__Requirement__:
Copy out every line in the entries below that includes "operand".

__Record excerpts__:
impl ColorSpace {
    /// Resolve a color space operand or `/ColorSpace` entry.
    ///
    /// Names that are not device spaces are looked up in the `ColorSpace`
    /// category of `resources`.
    pub fn resolve(obj: &Object, resources: &Dictionary, store: &mut ObjectStore) -> Result<Self> {
        Self::resolve_nested(obj, resources, store, 0)
    }

    fn resolve_nested(obj: &Object, resources: &Dictionary, store: &mut ObjectStore, depth: u32) -> Result<Self> {
        let limit = store.options().max_recursion_depth;
        if depth > limit {
            return Err(Error::RecursionLimitExceeded(limit));
        }
        match store.resolve(obj) {
            Object::Name(name) => {
                if let Some(cs) = Self::from_device_name(&name) {
                    return Ok(cs);
                }
                let named = resources
                    .get("ColorSpace")
                    .and_then(|c| store.resolve_dict(c))
                    .and_then(|c| c.get(&name).cloned())
                    .ok_or_else(|| Error::StructuralInvariantViolation(format!("unknown color space /{}", name)))?;
                Self::resolve_nested(&named, resources, store, depth + 1)
            },
            Object::Array(items) => Self::from_array(&items, resources, store, depth),
            other => Err(Error::InvalidObjectType {
                expected: "Name or Array".into(),
                found: other.type_name().into(),
            }),
        }
    }

    /// Device and calibrated spaces that need no parameters.
    pub fn from_device_name(name: &str) -> Option<Self> {
        match name {
            "DeviceGray" | "G" | "CalGray" => Some(ColorSpace::Gray),
            "DeviceRGB" | "RGB" | "CalRGB" => Some(ColorSpace::Rgb),
            "DeviceCMYK" | "CMYK" | "CalCMYK" => Some(ColorSpace::Cmyk),
            "Pattern" => Some(ColorSpace::Pattern(None)),
            _ => None,
        }
    }

    fn from_array(items: &[Object], resources: &Dictionary, store: &mut ObjectStore, depth: u32) -> Result<Self> {
        let family = items
            .first()
            .and_then(Object::as_name)
            .ok_or_else(|| Error::StructuralInvariantViolation("color space array has no family name".into()))?;
        let arg = |i: usize| items.get(i).cloned().unwrap_or(Object::Null);

        match family {
            "ICCBased" => {
                let dict = store
                    .resolve_dict(&arg(1))
                    .ok_or_else(|| Error::StructuralInvariantViolation("ICCBased without a profile stream".into()))?;
                match dict.get_int("N") {
                    Some(1) => Ok(ColorSpace::Gray),
                    Some(3) => Ok(ColorSpace::Rgb),
                    Some(4) => Ok(ColorSpace::Cmyk),
                    _ => match dict.get("Alternate") {
                        Some(alt) => Self::resolve_nested(alt, resources, store, depth + 1),
                        None => Err(Error::StructuralInvariantViolation("ICCBased with unusable /N".into())),
                    },
                }
            },
            "Lab" => {
                let dict = store.resolve_dict(&arg(1)).unwrap_or_default();
                let white_point = triple(dict.get("WhitePoint")).unwrap_or([0.9505, 1.0, 1.089]);
                let range = dict
                    .get("Range")
                    .and_then(Object::as_number_array)
                    .and_then(|r| <[f32; 4]>::try_from(r).ok())
                    .unwrap_or([-100.0, 100.0, -100.0, 100.0]);
                Ok(ColorSpace::Lab { white_point, range })
            },
            "Indexed" | "I" => {
                let base = Self::resolve_nested(&arg(1), resources, store, depth + 1)?;
                let hival = store.resolve(&arg(2)).as_integer().unwrap_or(0).clamp(0, 255) as u8;
                let lookup_ref = arg(3).as_reference().unwrap_or(ObjectRef::NONE);
                let mut palette = match store.resolve(&arg(3)) {
                    Object::String(bytes) => bytes,
                    Object::Stream(stream) => store.decode_stream(&stream, lookup_ref)?.data,
                    other => {
                        return Err(Error::InvalidObjectType {
                            expected: "String or Stream".into(),
                            found: other.type_name().into(),
                        });
                    },
                };
                let expected = (hival as usize + 1) * base.components();
                if palette.len() < expected {
                    log::warn!("Indexed palette has {} of {} bytes; padding", palette.len(), expected);
                }
                palette.resize(expected, 0);
                Ok(ColorSpace::Indexed {
                    base: Box::new(base),
                    hival,
                    palette,
                })
            },
            "Separation" | "DeviceN" => {
                let components = if family == "Separation" {
                    1
                } else {
                    store.resolve(&arg(1)).as_array().map_or(1, Vec::len)
                };
                let alternate = Self::resolve_nested(&arg(2), resources, store, depth + 1)?;
                let transform = Function::load(&arg(3), store)?;
                Ok(ColorSpace::Tint {
                    components,
                    alternate: Box::new(alternate),
                    transform,
                })
            },
            "Pattern" => {
                let underlying = match items.get(1) {
                    Some(base) => Some(Box::new(Self::resolve_nested(base, resources, store, depth + 1)?)),
                    None => None,
                };
                Ok(ColorSpace::Pattern(underlying))
            },
            other => Self::from_device_name(other)
                .ok_or_else(|| Error::StructuralInvariantViolation(format!("unsupported color space /{}", other))),
        }
    }

    /// Normalized family.
    pub fn family(&self) -> ColorFamily {
        match self {
            ColorSpace::Gray => ColorFamily::Gray,
            ColorSpace::Rgb => ColorFamily::Rgb,
            ColorSpace::Cmyk => ColorFamily::Cmyk,
            ColorSpace::Lab { .. } => ColorFamily::Lab,
            ColorSpace::Indexed { .. } => ColorFamily::Indexed,
            ColorSpace::Tint { alternate, .. } => alternate.family(),
            ColorSpace::Pattern(base) => base.as_ref().map_or(ColorFamily::Rgb, |b| b.family()),
        }
    }

    /// Number of color components an operand list carries.
    pub fn components(&self) -> usize {
        match self {
            ColorSpace::Gray | ColorSpace::Indexed { .. } => 1,
            ColorSpace::Rgb | ColorSpace::Lab { .. } => 3,
            ColorSpace::Cmyk => 4,
            ColorSpace::Tint { components, .. } => *components,
            ColorSpace::Pattern(base) => base.as_ref().map_or(0, |b| b.components()),
        }
    }

    /// Color a space starts with after `cs`/`CS`.
    pub fn initial_color(&self) -> Vec<f32> {
        match self {
            ColorSpace::Cmyk => vec![0.0, 0.0, 0.0, 1.0],
            ColorSpace::Tint { components, .. } => vec![1.0; *components],
            other => vec![0.0; other.components()],
        }
    }

    /// Default image `/Decode` array for `bpc` bits per component.
    pub fn default_decode(&self, bpc: u32) -> Vec<(f32, f32)> {
        match self {
            ColorSpace::Indexed { .. } => vec![(0.0, ((1u32 << bpc.min(16)) - 1) as f32)],
            ColorSpace::Lab { range, .. } => vec![(0.0, 100.0), (range[0], range[1]), (range[2], range[3])],
            other => vec![(0.0, 1.0); other.components()],
        }
    }

    /// Convert components to RGB in `0.0..=1.0`.
    pub fn to_rgb(&self, c: &[f32]) -> [f32; 3] {
        let at = |i: usize| c.get(i).copied().unwrap_or(0.0).clamp(0.0, 1.0);
        match self {
            ColorSpace::Gray => [at(0); 3],
            ColorSpace::Rgb => [at(0), at(1), at(2)],
            ColorSpace::Cmyk => {
                let k = at(3);
                [(1.0 - at(0)) * (1.0 - k), (1.0 - at(1)) * (1.0 - k), (1.0 - at(2)) * (1.0 - k)]
            },
            ColorSpace::Lab { white_point, range } => {
                let l = c.first().copied().unwrap_or(0.0).clamp(0.0, 100.0);
                let a = c.get(1).copied().unwrap_or(0.0).clamp(range[0], range[1]);
                let b = c.get(2).copied().unwrap_or(0.0).clamp(range[2], range[3]);
                lab_to_rgb(l, a, b, white_point)
            },
            ColorSpace::Indexed { base, hival, palette } => {
                let index = (c.first().copied().unwrap_or(0.0).round().max(0.0) as usize).min(*hival as usize);
                let n = base.components();
                let entry: Vec<f32> = palette[index * n..(index + 1) * n].iter().map(|&v| v as f32 / 255.0).collect();
                base.to_rgb(&entry)
            },
            ColorSpace::Tint { alternate, transform, .. } => alternate.to_rgb(&transform.eval(c)),
            ColorSpace::Pattern(Some(base)) => base.to_rgb(c),
            ColorSpace::Pattern(None) => [0.0; 3],
        }
    }

    /// Convert components to 8-bit RGB.
    pub fn to_rgb8(&self, c: &[f32]) -> [u8; 3] {
        self.to_rgb(c).map(|v| (v * 255.0).round().clamp(0.0, 255.0) as u8)
    }
}

fn triple(obj: Option<&Object>) -> Option<[f32; 3]> {
    obj?.as_number_array().and_then(|v| <[f32; 3]>::try_from(v).ok())
}

/// CIE L*a*b* to sRGB, relative to `white`.
fn lab_to_rgb(l: f32, a: f32, b: f32, white: &[f32; 3]) -> [f32; 3] {
    let fy = (l + 16.0) / 116.0;
    let fx = fy + a / 500.0;
    let fz = fy - b / 200.0;
    let g = |t: f32| {
        if t > 6.0 / 29.0 {
            t * t * t
        } else {
            108.0 / 841.0 * (t - 4.0 / 29.0)
        }
    };
    let (x, y, z) = (white[0] * g(fx), white[1] * g(fy), white[2] * g(fz));

    let linear = [
        3.2406 * x - 1.5372 * y - 0.4986 * z,
        -0.9689 * x + 1.8758 * y + 0.0415 * z,
        0.0557 * x - 0.2040 * y + 1.0570 * z,
    ];
    linear.map(|v| {
        let v = v.clamp(0.0, 1.0);
        if v <= 0.003_130_8 {
            12.92 * v
        } else {
            1.055 * v.powf(1.0 / 2.4) - 0.055
        }
    })
}

#[cfg(test)]
mod tests {
    use super::*;
    use crate::config::OpenOptions;
    use crate::dict;
    use crate::object::Stream;

    fn resolve(obj: Object) -> Result<ColorSpace> {
        let mut store = ObjectStore::empty(OpenOptions::default());
        ColorSpace::resolve(&obj, &Dictionary::new(), &mut store)
    }

    #[test]
    fn test_device_names() {
        assert_eq!(resolve(Object::name("DeviceRGB")).unwrap(), ColorSpace::Rgb);
        assert_eq!(resolve(Object::name("G")).unwrap(), ColorSpace::Gray);
        assert_eq!(resolve(Object::name("DeviceCMYK")).unwrap().components(), 4);
        assert!(resolve(Object::name("Nonsense")).is_err());
    }

    #[test]
    fn test_named_resource_lookup() {
        let mut store = ObjectStore::empty(OpenOptions::default());
        let resources = dict! {
            "ColorSpace" => Object::Dictionary(dict! {
                "CS0" => Object::Array(vec![Object::name("CalRGB"), Object::Dictionary(Dictionary::new())]),
            }),
        };
        let cs = ColorSpace::resolve(&Object::name("CS0"), &resources, &mut store).unwrap();
        assert_eq!(cs, ColorSpace::Rgb);
    }

    #[test]
    fn test_icc_based_by_component_count() {
        let mut store = ObjectStore::empty(OpenOptions::default());
        let profile = store.add_object(Object::Stream(Stream::new(dict! { "N" => Object::Integer(4) }, vec![0u8; 8])));
        let cs = ColorSpace::resolve(
            &Object::Array(vec![Object::name("ICCBased"), Object::Reference(profile)]),
            &Dictionary::new(),
            &mut store,
        )
        .unwrap();
        assert_eq!(cs.family(), ColorFamily::Cmyk);
    }

    #[test]
    fn test_indexed_palette() {
        let cs = resolve(Object::Array(vec![
            Object::name("Indexed"),
            Object::name("DeviceRGB"),
            Object::Integer(1),
            Object::String(vec![255, 0, 0, 0, 0, 255]),
        ]))
        .unwrap();
        assert_eq!(cs.family(), ColorFamily::Indexed);
        assert_eq!(cs.to_rgb8(&[0.0]), [255, 0, 0]);
        assert_eq!(cs.to_rgb8(&[1.0]), [0, 0, 255]);
        // Out-of-range indices clamp to hival
        assert_eq!(cs.to_rgb8(&[7.0]), [0, 0, 255]);
        assert_eq!(cs.default_decode(4), vec![(0.0, 15.0)]);
    }

    #[test]
    fn test_short_palette_is_padded() {
        let cs = resolve(Object::Array(vec![
            Object::name("Indexed"),
            Object::name("DeviceGray"),
            Object::Integer(3),
            Object::String(vec![255]),
        ]))
        .unwrap();
        assert_eq!(cs.to_rgb8(&[3.0]), [0, 0, 0]);
    }

    #[test]
    fn test_separation_uses_tint_transform() {
        let tint = Object::Dictionary(dict! {
            "FunctionType" => Object::Integer(2),
            "Domain" => Object::Array(vec![0.into(), 1.into()]),
            "C0" => Object::Array(vec![0.into(), 0.into(), 0.into(), 0.into()]),
            "C1" => Object::Array(vec![1.into(), 0.into(), 0.into(), 0.into()]),
            "N" => Object::Integer(1),
        });
        let cs = resolve(Object::Array(vec![
            Object::name("Separation"),
            Object::name("Spot"),
            Object::name("DeviceCMYK"),
            tint,
        ]))
        .unwrap();
        assert_eq!(cs.family(), ColorFamily::Cmyk);
        assert_eq!(cs.initial_color(), vec![1.0]);
        // Full cyan
        assert_eq!(cs.to_rgb8(&[1.0]), [0, 255, 255]);
    }

    #[test]
    fn test_cmyk_and_lab_conversion() {
        assert_eq!(ColorSpace::Cmyk.to_rgb8(&[0.0, 0.0, 0.0, 1.0]), [0, 0, 0]);
        assert_eq!(ColorSpace::Cmyk.to_rgb8(&[0.0, 1.0, 1.0, 0.0]), [255, 0, 0]);

        let lab = ColorSpace::Lab {
            white_point: [0.9505, 1.0, 1.089],
            range: [-100.0, 100.0, -100.0, 100.0],
        };
        let white = lab.to_rgb(&[100.0, 0.0, 0.0]);
        assert!(white.iter().all(|&v| v > 0.97));
        assert_eq!(lab.to_rgb8(&[0.0, 0.0, 0.0]), [0, 0, 0]);
    }

    #[test]
    fn test_pattern_with_underlying_space() {
        let cs = resolve(Object::Array(vec![Object::name("Pattern"), Object::name("DeviceRGB")])).unwrap();
        assert_eq!(cs.components(), 3);
        assert_eq!(resolve(Object::name("Pattern")).unwrap(), ColorSpace::Pattern(None));
    }
}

__Your response__:
    /// Resolve a color space operand or `/ColorSpace` entry.
    /// Number of color components an operand list carries.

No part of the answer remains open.